### EXERCISE DETAILS:
In the entries that follow, find the word "Params" and report each line it is on.

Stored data
//! Warehouse execution boundary
//!
//! Everything that talks to the analytical warehouse goes through the
//! [`Warehouse`] trait: catalog lookups and compiled filter queries alike.
//! Timeouts and transport concerns belong to the implementation.

pub mod bigquery;
pub mod memory;

use async_trait::async_trait;
use std::collections::BTreeMap;

use crate::data::{Row, Value};

pub use bigquery::{BigQueryWarehouse, WarehouseConfig};
pub use memory::MemoryWarehouse;

/// Named query parameters, bound as `@name` in SQL text
pub type Params = BTreeMap<String, Value>;

/// Executes parameterized SQL against the warehouse
#[async_trait]
pub trait Warehouse: Send + Sync {
    async fn execute(&self, sql: &str, params: &Params) -> Result<Vec<Row>, WarehouseError>;
}

#[derive(Debug, Clone, thiserror::Error)]
pub enum WarehouseError {
    #[error("Network error: {0}")]
    Network(String),

    #[error("Warehouse returned {status}: {message}")]
    Remote { status: u16, message: String },

    #[error("Deserialization error: {0}")]
    Deserialization(String),

    #[error("Query did not complete within the request timeout")]
    Incomplete,
}
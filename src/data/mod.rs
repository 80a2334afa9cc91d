pub mod types;
pub mod value;

pub use types::ColumnType;
pub use value::{Row, Value};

### RESPONSE TO THE TASK:
pub type Params = BTreeMap<String, Value>;
    async fn execute(&self, sql: &str, params: &Params) -> Result<Vec<Row>, WarehouseError>;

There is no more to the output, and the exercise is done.